Шрифт:
Интервал:
Закладка:
Вот только от регистрации один раз попытались перейти к прямой разнарядке, и дело вышло громкое. Прискакали они к одному свежезарегистрировавшемуся по случаю прилёта магу, и приказали ему срочно отправиться к больному, который и ждёт сейчас их всех на монастырском подворье, уже и при смерти. А вообще лучше будет, если этот самый маг и все прочие остальные такие же впредь должны будут сидеть у них в епархии, ожидая больных, а не шарахаться по городу в своё удовольствие. Люди ведь болеют, так что неча прохлаждаться, надо впрягаться и помогать. Вместе надо работать! С церкви — организация и распределение, а с магов помощь.
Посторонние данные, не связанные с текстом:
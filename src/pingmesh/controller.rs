//! Detection controller implementations

use crate::error::StoreError;
use async_trait::async_trait;
use std::path::PathBuf;
use std::sync::atomic::{AtomicUsize, Ordering};
use tokio::process::{Child, Command};
use tokio::sync::Mutex;
use tracing::{info, warn};

/// Start/stop/reload surface of the network detection process
#[async_trait]
pub trait DetectionController: Send + Sync {
    fn name(&self) -> &str;

    async fn start(&self) -> Result<(), StoreError>;

    async fn stop(&self) -> Result<(), StoreError>;

    async fn reload(&self) -> Result<(), StoreError>;
}

/// Runs the detection process as a child program. Reload restarts it.
pub struct CommandController {
    program: PathBuf,
    args: Vec<String>,
    child: Mutex<Option<Child>>,
}

impl CommandController {
    pub fn new(program: impl Into<PathBuf>, args: Vec<String>) -> Self {
        Self {
            program: program.into(),
            args,
            child: Mutex::new(None),
        }
    }

    /// Process id of the running child
    pub async fn pid(&self) -> Option<u32> {
        self.child.lock().await.as_ref().and_then(Child::id)
    }

    async fn spawn(&self, slot: &mut Option<Child>) -> Result<(), StoreError> {
        let child = Command::new(&self.program)
            .args(&self.args)
            .kill_on_drop(true)
            .spawn()
            .map_err(|e| StoreError::io(&self.program, e))?;
        info!(program = %self.program.display(), pid = ?child.id(), "detection process started");
        *slot = Some(child);
        Ok(())
    }

    async fn terminate(&self, slot: &mut Option<Child>) -> Result<(), StoreError> {
        if let Some(mut child) = slot.take() {
            match child.try_wait() {
                Ok(Some(status)) => {
                    warn!(program = %self.program.display(), %status, "detection process had already exited");
                }
                _ => {
                    child
                        .kill()
                        .await
                        .map_err(|e| StoreError::io(&self.program, e))?;
                    info!(program = %self.program.display(), "detection process stopped");
                }
            }
        }
        Ok(())
    }
}

#[async_trait]
impl DetectionController for CommandController {
    fn name(&self) -> &str {
        "command"
    }

    async fn start(&self) -> Result<(), StoreError> {
        let mut slot = self.child.lock().await;
        if let Some(child) = slot.as_mut() {
            if matches!(child.try_wait(), Ok(None)) {
                return Ok(());
            }
        }
        self.spawn(&mut slot).await
    }

    async fn stop(&self) -> Result<(), StoreError> {
        let mut slot = self.child.lock().await;
        self.terminate(&mut slot).await
    }

    async fn reload(&self) -> Result<(), StoreError> {
        let mut slot = self.child.lock().await;
        self.terminate(&mut slot).await?;
        self.spawn(&mut slot).await
    }
}

/// Records and logs commands without running anything
#[derive(Debug, Default)]
pub struct LogOnlyController {
    starts: AtomicUsize,
    stops: AtomicUsize,
    reloads: AtomicUsize,
}

impl LogOnlyController {
    pub fn new() -> Self {
        Self::default()
    }

    pub fn starts(&self) -> usize {
        self.starts.load(Ordering::SeqCst)
    }

    pub fn stops(&self) -> usize {
        self.stops.load(Ordering::SeqCst)
    }

    pub fn reloads(&self) -> usize {
        self.reloads.load(Ordering::SeqCst)
    }
}

#[async_trait]
impl DetectionController for LogOnlyController {
    fn name(&self) -> &str {
        "log-only"
    }

    async fn start(&self) -> Result<(), StoreError> {
        self.starts.fetch_add(1, Ordering::SeqCst);
        info!("detection start requested");
        Ok(())
    }

    async fn stop(&self) -> Result<(), StoreError> {
        self.stops.fetch_add(1, Ordering::SeqCst);
        info!("detection stop requested");
        Ok(())
    }

    async fn reload(&self) -> Result<(), StoreError> {
        self.reloads.fetch_add(1, Ordering::SeqCst);
        info!("detection reload requested");
        Ok(())
    }
}

#[cfg(test)]
mod tests {
    use super::*;

    #[tokio::test]
    async fn test_log_only_counts() {
        let controller = LogOnlyController::new();
        controller.start().await.unwrap();
        controller.reload().await.unwrap();
        controller.reload().await.unwrap();
        controller.stop().await.unwrap();
        assert_eq!(
            (controller.starts(), controller.reloads(), controller.stops()),
            (1, 2, 1)
        );
    }

    #[tokio::test]
    async fn test_missing_program_fails_start() {
        let controller = CommandController::new("/nonexistent/podwatch-detector", vec![]);
        assert!(matches!(controller.start().await, Err(StoreError::Io { .. })));
        assert!(controller.pid().await.is_none());
    }

    #[cfg(unix)]
    #[tokio::test]
    async fn test_command_lifecycle() {
        let controller = CommandController::new("sleep", vec!["30".into()]);
        controller.start().await.unwrap();
        let first = controller.pid().await.unwrap();

        // Second start leaves the running child alone
        controller.start().await.unwrap();
        assert_eq!(controller.pid().await, Some(first));

        controller.reload().await.unwrap();
        let second = controller.pid().await.unwrap();
        assert_ne!(first, second);

        controller.stop().await.unwrap();
        assert!(controller.pid().await.is_none());
    }
}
Слова вроде бы правильные, но этот маг огнём и пинками выгнал чернорясную делегацию сначала из ангара, потом с аэродрома, вдоволь при этом поиздевавшись над ними, несдержанный был. Заявил напоследок судорожно тушившим свои обугленные и обгоревшие до трусов рясы попам, что никакие посредники между больными ему не нужны в принципе и пригрозил ещё приехать на подворье. И не дай ваш бог, если пациент не при смерти, он это дело быстро исправит.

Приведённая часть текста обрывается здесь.